De las actuaciones no tengo quejas, eso sí. Aparte del ya mencionado Skarsgård, Kristofer Hivju es suficientemente carismático como el guía de los chicos, por más que no dure mucho en la historia. Y los tres púberes convencen como un trío de amigos algo problemáticos, pero en general entretenidos de ver. El Devin de Roman Griffin Davis es inteligente pero nervioso; el Jamie de Charlie Price es inmaduro pero entusiasta, y el Syd de Felix Jamieson esconde ciertos secretos tanto de sus amigos como (especialmente) del público.

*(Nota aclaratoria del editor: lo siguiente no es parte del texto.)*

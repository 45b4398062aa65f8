use std::time::Duration;

use crate::format::format_bytes;
use crate::model::DownloadRecord;
use crate::surface::{Column, Surface};

/// Cadence of the automatic poll. Also the denominator of the rate
/// computation: consecutive snapshots are assumed to be exactly one
/// interval apart rather than timestamped per pair.
pub const POLL_INTERVAL: Duration = Duration::from_secs(2);

/// Reconciles download snapshots against the rendering surface.
///
/// Owns the previous poll's snapshot for delta computation. The snapshot
/// is replaced wholesale at the end of each pass, never partially mutated,
/// so a pass that never runs (failed fetch) leaves rate computation intact.
pub struct Monitor<S: Surface> {
    surface: S,
    prev: Vec<DownloadRecord>,
}

impl<S: Surface> Monitor<S> {
    pub fn new(surface: S) -> Self {
        Self {
            surface,
            prev: Vec::new(),
        }
    }

    /// Apply one snapshot to the surface, in snapshot order.
    ///
    /// Rows are created on first observation of an identifier and mutated
    /// in place afterwards. Absence of an identifier from the snapshot
    /// never removes its row; only `remove_row` does.
    pub fn reconcile(&mut self, snapshot: Vec<DownloadRecord>) {
        self.surface.set_visible(!snapshot.is_empty());

        for record in &snapshot {
            if !self.surface.has_row(record.id) {
                self.surface.create_row(record.id, &record.filename);
                // Placeholders until a second sample exists. The downloaded
                // cell is overwritten below within the same pass.
                self.surface.set_cell(record.id, Column::Rate, "0 MB/s");
                self.surface.set_cell(record.id, Column::Downloaded, "0.0 GB");
            } else if let Some(prev) = self.prev.iter().find(|p| p.id == record.id) {
                let rate = transfer_rate(record, prev);
                self.surface.set_cell(record.id, Column::Rate, &rate);
            }
            // A pre-existing row with no previous record keeps its last rate.

            let status = record.status().to_string();
            self.surface.set_cell(record.id, Column::Status, &status);
            let downloaded = format_bytes(record.downloaded as f64);
            self.surface.set_cell(record.id, Column::Downloaded, &downloaded);
            let size = format_bytes(record.size as f64);
            self.surface.set_cell(record.id, Column::Size, &size);
        }

        self.surface.flush();
        self.prev = snapshot;
    }

    #[cfg(test)]
    pub(crate) fn surface(&self) -> &S {
        &self.surface
    }

    /// Drop a row from the surface. Only the delete command path calls
    /// this; the identifier comes back as a fresh first observation if
    /// the server still reports it.
    pub fn remove_row(&mut self, id: i64) {
        self.surface.remove_row(id);
        self.surface.flush();
    }
}

/// Instantaneous transfer rate from two consecutive samples of the same
/// download. Negative deltas (a restarted download) are not clamped.
fn transfer_rate(current: &DownloadRecord, previous: &DownloadRecord) -> String {
    let delta = (current.downloaded - previous.downloaded) as f64;
    format!("{}/s", format_bytes(delta / POLL_INTERVAL.as_secs() as f64))
}
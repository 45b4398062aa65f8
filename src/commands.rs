use tokio::sync::mpsc;
use tracing::{error, warn};

use crate::api::{ApiError, Client};
use crate::model::AddRequest;
use crate::tasks::ControlMsg;

/// What the add command leaves in the status area. A transport failure
/// carries no text; it has already been logged.
#[derive(Debug, PartialEq, Eq)]
pub enum AddOutcome {
    Started(String),
    Rejected(String),
    Failed,
}

/// Fire-and-forget issuance of control commands. Each command is a single
/// request-response exchange with no retry; transport failures go to the
/// log and nowhere else.
pub struct Dispatcher {
    client: Client,
    ctrl: mpsc::Sender<ControlMsg>,
}

impl Dispatcher {
    pub fn new(client: Client, ctrl: mpsc::Sender<ControlMsg>) -> Self {
        Self { client, ctrl }
    }

    /// Flip a download between active and paused, then force an immediate
    /// reconciliation so the table reflects the change before the next tick.
    pub async fn toggle(&self, id: i64) {
        match self.client.toggle(id).await {
            Ok(()) => {
                let _ = self.ctrl.send(ControlMsg::Refresh).await;
            }
            Err(e) => error!("toggle {id} failed: {e}"),
        }
    }

    /// Remove a download from the server and, on confirmation, its row.
    /// This is the only path that removes a row.
    pub async fn delete(&self, id: i64) {
        match self.client.delete(id).await {
            Ok(()) => {
                let _ = self.ctrl.send(ControlMsg::RemoveRow(id)).await;
            }
            Err(e) => error!("delete {id} failed: {e}"),
        }
    }

    /// Submit a new download. The url is mandatory and checked before any
    /// request goes out; dir and filename are optional. Only the server's
    /// own words reach the status area: the assigned filename on success,
    /// the error string verbatim on rejection. Transport failures go to
    /// the log and nowhere else.
    pub async fn add(&self, url: &str, dir: &str, filename: &str) -> AddOutcome {
        let url = url.trim();
        if url.is_empty() {
            return AddOutcome::Rejected("url is required".to_string());
        }

        let req = AddRequest {
            url: url.to_string(),
            dir: dir.trim().to_string(),
            filename: filename.trim().to_string(),
        };
        match self.client.add(&req).await {
            Ok(added) => AddOutcome::Started(added.filename),
            Err(ApiError::Rejected { message, .. }) => {
                warn!("add rejected: {message}");
                AddOutcome::Rejected(message)
            }
            Err(e) => {
                error!("add failed: {e}");
                AddOutcome::Failed
            }
        }
    }
}
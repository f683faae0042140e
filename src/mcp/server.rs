//! MCP Server implementation
//!
//! Implements the Model Context Protocol server over newline-delimited
//! JSON-RPC on a pair of byte streams (stdio in production).

use serde::Serialize;
use serde_json::Value;
use tokio::io::{AsyncBufRead, AsyncBufReadExt, AsyncWrite, AsyncWriteExt, BufReader};

use crate::config::Config;
use crate::datetime::{Clock, SystemClock};
use crate::error::Result;
use crate::mcp::tools::ToolHandler;
use crate::mcp::types::*;

/// MCP Server for datetime formatting
pub struct McpServer<C = SystemClock> {
    /// Server identity
    config: Config,

    /// Tool handler
    tool_handler: ToolHandler<C>,

    /// Whether the client sent `notifications/initialized`
    initialized: bool,
}

impl<C: Clock> McpServer<C> {
    /// Create a new MCP server
    pub fn new(config: Config, tool_handler: ToolHandler<C>) -> Self {
        Self {
            config,
            tool_handler,
            initialized: false,
        }
    }

    /// Whether the initialization handshake has completed
    pub fn is_initialized(&self) -> bool {
        self.initialized
    }

    /// Run the server on stdio
    pub async fn run_stdio(&mut self) -> Result<()> {
        let reader = BufReader::new(tokio::io::stdin());
        let writer = tokio::io::stdout();

        self.run(reader, writer).await
    }

    /// Serve requests until the reader reaches EOF
    ///
    /// Each request is answered and flushed before the next line is read.
    /// Stream errors end the loop; request-level failures never do.
    pub async fn run<R, W>(&mut self, reader: R, mut writer: W) -> Result<()>
    where
        R: AsyncBufRead + Unpin,
        W: AsyncWrite + Unpin,
    {
        tracing::info!(
            server = %self.config.server_name,
            version = %self.config.server_version,
            "MCP server ready"
        );

        let mut lines = reader.lines();
        while let Some(line) = lines.next_line().await? {
            if line.trim().is_empty() {
                continue;
            }

            if let Some(response) = self.handle_message(&line) {
                let mut response_str = serde_json::to_string(&response)?;
                response_str.push('\n');
                writer.write_all(response_str.as_bytes()).await?;
                writer.flush().await?;
            }
        }

        tracing::info!("Input closed, shutting down");
        Ok(())
    }

    /// Handle an incoming JSON-RPC message
    ///
    /// Returns `None` for notifications, which get no response.
    pub fn handle_message(&mut self, message: &str) -> Option<JsonRpcResponse> {
        let request = match parse_request(message) {
            Ok(req) => req,
            Err(response) => return Some(response),
        };

        tracing::debug!(method = %request.method, id = ?request.id, "Received message");

        if request.is_notification() {
            self.handle_notification(&request);
            return None;
        }
        let id = request.id.clone()?;

        if request.jsonrpc != JSONRPC_VERSION {
            return Some(JsonRpcResponse::error(
                Some(id),
                JsonRpcError::invalid_request(format!(
                    "Unsupported jsonrpc version: {}",
                    request.jsonrpc
                )),
            ));
        }

        let result = match request.method.as_str() {
            methods::INITIALIZE => to_result(self.handle_initialize(&request)),
            methods::PING => Ok(serde_json::json!({})),
            methods::LIST_TOOLS => to_result(self.handle_list_tools()),
            methods::CALL_TOOL => to_result(self.handle_call_tool(&request)),
            _ => {
                tracing::warn!(method = %request.method, "Method not found");
                return Some(JsonRpcResponse::error(
                    Some(id),
                    JsonRpcError::method_not_found(&request.method),
                ));
            }
        };

        Some(match result {
            Ok(value) => JsonRpcResponse::success(id, value),
            Err(e) => {
                tracing::error!(method = %request.method, "Failed to encode result: {}", e);
                JsonRpcResponse::error(Some(id), JsonRpcError::internal_error(e.to_string()))
            }
        })
    }

    fn handle_notification(&mut self, request: &JsonRpcRequest) {
        match request.method.as_str() {
            methods::INITIALIZED => {
                self.initialized = true;
                tracing::info!("Client initialized");
            }
            other => tracing::debug!(method = other, "Ignoring notification"),
        }
    }

    /// Handle initialize request
    fn handle_initialize(&self, request: &JsonRpcRequest) -> InitializeResult {
        let params: InitializeParams = request
            .params
            .clone()
            .and_then(|p| serde_json::from_value(p).ok())
            .unwrap_or_default();

        if let Some(client) = &params.client_info {
            tracing::info!(client = %client.name, version = ?client.version, "Initialize");
        }

        InitializeResult {
            protocol_version: negotiate_version(params.protocol_version.as_deref()).to_string(),
            server_info: ServerInfo {
                name: self.config.server_name.clone(),
                version: self.config.server_version.clone(),
            },
            capabilities: ServerCapabilities {
                tools: Some(ToolsCapability::default()),
            },
        }
    }

    /// Handle list tools request
    fn handle_list_tools(&self) -> ListToolsResult {
        ListToolsResult {
            tools: self.tool_handler.list_tools(),
        }
    }

    /// Handle call tool request
    fn handle_call_tool(&self, request: &JsonRpcRequest) -> CallToolResult {
        let params: CallToolParams = match request.params.as_ref() {
            Some(p) => match serde_json::from_value(p.clone()) {
                Ok(params) => params,
                Err(e) => {
                    tracing::warn!("Invalid tool parameters: {}", e);
                    return CallToolResult::error(format!("Invalid tool parameters: {}", e));
                }
            },
            None => {
                tracing::warn!("Missing tool parameters");
                return CallToolResult::error("Missing tool parameters");
            }
        };

        self.tool_handler.call_tool(&params.name, params.arguments)
    }
}

/// Parse one line into a request, or the error response it deserves
///
/// Only text that is not JSON gets `-32700`. Well-formed JSON that is not a
/// valid request gets `-32600`, echoing its `id` whenever one can be read.
/// A message is a notification only when the `id` key is absent.
fn parse_request(message: &str) -> std::result::Result<JsonRpcRequest, JsonRpcResponse> {
    let value: Value = serde_json::from_str(message).map_err(|e| {
        tracing::warn!("Unparseable message: {}", e);
        JsonRpcResponse::error(None, JsonRpcError::parse_error(format!("Parse error: {}", e)))
    })?;

    let invalid = |id: Option<RequestId>, message: String| {
        tracing::warn!(id = ?id, "Invalid request: {}", message);
        JsonRpcResponse::error(id, JsonRpcError::invalid_request(message))
    };

    let Some(fields) = value.as_object() else {
        return Err(invalid(None, "request must be a JSON object".to_string()));
    };

    let id = match fields.get("id") {
        None => None,
        Some(Value::Null) => {
            return Err(invalid(None, "request id must not be null".to_string()));
        }
        Some(raw) => match serde_json::from_value::<RequestId>(raw.clone()) {
            Ok(id) => Some(id),
            Err(_) => {
                return Err(invalid(
                    None,
                    format!("request id must be a string or number, got {}", raw),
                ));
            }
        },
    };

    serde_json::from_value::<JsonRpcRequest>(value)
        .map_err(|e| invalid(id, e.to_string()))
}

/// Echo the client's protocol version when supported, else offer the latest
fn negotiate_version(requested: Option<&str>) -> &'static str {
    requested
        .and_then(|v| SUPPORTED_MCP_VERSIONS.iter().copied().find(|s| *s == v))
        .unwrap_or(MCP_VERSION)
}

fn to_result<T: Serialize>(value: T) -> serde_json::Result<Value> {
    serde_json::to_value(value)
}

Las verosímiles interacciones entre los chicos son las que le otorgan algo de estilo a “Last Ride”, diferenciándola, aunque sea parcialmente, de otras cintas de supervivencia.
“Last Ride” está bien; ni más ni menos. Visualmente hace algunas cosas interesantes con las escenas en las que los chicos ven la aurora boreal, así como un momento en específico en el que Devin explica el fenómeno celestial que podría estar causando todos sus problemas (involucra un estilo de animación bastante vistoso y poco común). Y por supuesto, las actuaciones son todas de buen nivel, ayudando a que los eventos algo repetitivos del filme no se sientan inaguantables. ¿Pudo ser “Last Ride” más original y menos redundante, y por supuesto, más satisfactoria si no incluía las escenas del presente? Por supuesto. Pero lo que Lee y compañía nos entregan igual no está del todo mal, y debería satisfacer a los fanáticos de los thrillers de supervivencia, por más que no se diferencie lo suficiente de la película indie promedio para cines o streaming.
Nota: Vi este film gracias a un screener cortesía de Quiver Distribution y Prodigy Public Relations.